In his 1951 article, Joseph Mitchell interviewed a Staten Islander named Poole who said of his native harbor, “It’s getting worse and worse. Everything is getting worse. When I was young, I used to dream the time would come when we could bed oysters in the harbor again. Now I’m satisfied that that time will never come. I don’t even worry about the pollution anymore. My only hope is they don’t pollute the harbor with something a million times worse than pollution.”

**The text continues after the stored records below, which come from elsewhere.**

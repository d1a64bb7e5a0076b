//! Centralized console configuration.
//!
//! This module provides strongly-typed configuration for the console,
//! loaded via the `config` crate from environment variables with `__` as
//! the section separator (e.g. `API__BASE_URL`, `SESSION__STORAGE_PATH`).

use learnly_access::PermissionRules;
use serde::Deserialize;

use crate::error::StartupError;

/// Console configuration composed from defaulted sections.
#[derive(Debug, Deserialize)]
pub struct ConsoleConfig {
    /// Address the HTTP shell listens on.
    #[serde(default = "default_listen_addr")]
    pub listen_addr: String,

    /// Remote Learnly API configuration.
    pub api: ApiConfig,

    /// Durable session storage configuration.
    #[serde(default)]
    pub session: SessionConfig,

    /// Unread-notification polling configuration.
    #[serde(default)]
    pub notifications: NotificationConfig,

    /// Optional path to a JSON permission-rules document. When absent the
    /// compiled default table is used.
    #[serde(default)]
    pub rules_path: Option<String>,
}

/// Remote API configuration.
#[derive(Debug, Clone, Deserialize)]
pub struct ApiConfig {
    /// Base URL of the Learnly REST API.
    pub base_url: String,
}

/// Session storage configuration.
#[derive(Debug, Clone, Deserialize)]
pub struct SessionConfig {
    /// Path of the JSON document holding the session namespace.
    #[serde(default = "default_storage_path")]
    pub storage_path: String,
}

/// Unread-notification polling configuration.
#[derive(Debug, Clone, Deserialize)]
pub struct NotificationConfig {
    /// Interval between unread-count polls, in seconds.
    #[serde(default = "default_unread_interval_seconds")]
    pub unread_interval_seconds: u64,
}

fn default_listen_addr() -> String {
    "127.0.0.1:4000".to_string()
}

fn default_storage_path() -> String {
    "learnly-session.json".to_string()
}

fn default_unread_interval_seconds() -> u64 {
    60
}

impl Default for SessionConfig {
    fn default() -> Self {
        Self {
            storage_path: default_storage_path(),
        }
    }
}

impl Default for NotificationConfig {
    fn default() -> Self {
        Self {
            unread_interval_seconds: default_unread_interval_seconds(),
        }
    }
}

impl ConsoleConfig {
    /// Loads configuration from environment variables.
    ///
    /// # Errors
    ///
    /// Returns an error if required configuration is missing or invalid.
    pub fn from_env() -> learnly_core::Result<Self, StartupError> {
        let config = config::Config::builder()
            .add_source(
                config::Environment::default()
                    .separator("__")
                    .try_parsing(true),
            )
            .build()
            .map_err(|e| StartupError::Config {
                details: e.to_string(),
            })?;
        Ok(config.try_deserialize().map_err(|e| StartupError::Config {
            details: e.to_string(),
        })?)
    }

    /// Loads the permission rule table: the configured JSON document when a
    /// path is set, the compiled console defaults otherwise.
    ///
    /// # Errors
    ///
    /// Returns an error if the configured document cannot be read or does
    /// not parse as a rule table.
    pub fn load_rules(&self) -> learnly_core::Result<PermissionRules, StartupError> {
        let Some(path) = &self.rules_path else {
            return Ok(PermissionRules::console_defaults());
        };
        let document =
            std::fs::read_to_string(path).map_err(|e| StartupError::RulesDocument {
                path: path.clone(),
                details: e.to_string(),
            })?;
        Ok(
            PermissionRules::from_json(&document).map_err(|e| StartupError::RulesDocument {
                path: path.clone(),
                details: e.to_string(),
            })?,
        )
    }
}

  “A million times worse than pollution” happened. The silt and sludge alone would have been enough to kill oysters, which would sink in it and suffocate. But the industrial wastes consisted of heavy metals, including seven thousand pounds of zinc, copper, lead, chromium, and nickel that entered the city sewer system every day. Staten Island’s Arthur Kill, once famous for its oyster beds, had become known for its oil spills. An oil by-product, polynuclear aromatic hydrocarbons, which are worse than they sound, poisoned the harbor’s water. Pesticides from agriculture were carried in the rain to the river, including chlorinated hydrocarbons—DDT, dieldrin, endrin, and heptachlor. DDT, like heavy metals, moves up the food chain, becoming more lethal in larger fish and animals. And between the 1940s and the 1970s, General Electric dumped hundreds of thousands of pounds of polychlorinated biphenyls, PCBs, into the Hudson. Things got worse in the 1960s and seventies. Asbestos and solvents were added to the mixture. The Diamond Shamrock Company made Agent Orange, the defoliant that poisoned Vietnam and also New York Harbor, filling the mouth of the Passaic River with dioxins.

  The rivers that filled the harbor with fresh water, making oyster beds grow, were now filling the harbor with deadly chemicals. Four rivers, the Raritan, Hackensack, Passaic, and Hudson, empty into Raritan Bay. Concentrations of six heavy metals were found in the 1980s in the central muddy portion of the bay. They had entered the water from the many factories built on the Raritan River during World War II. With the sentiment “anything for the war effort,” these industries were allowed to freely dump into the river, and the practice continued after the war. In 1978, Raritan Bay was found to have the highest concentration of copper ever reported in any estuary, as well as a concentration of hydrocarbons. Fish in the bay were found to be laced with PCBs. The fish were often mishappen by a pollution-caused disease known as “fin erosion disease.” In the late 1960s, more than twenty species suffered from the disease, the fins slowly deteriorating and falling off. Twenty percent of all harbor bluefish suffered from it. In the 1970s, tomcod were found to be suffering from an epidemic of liver cancer, and Harlem River catfish are still mysteriously going blind.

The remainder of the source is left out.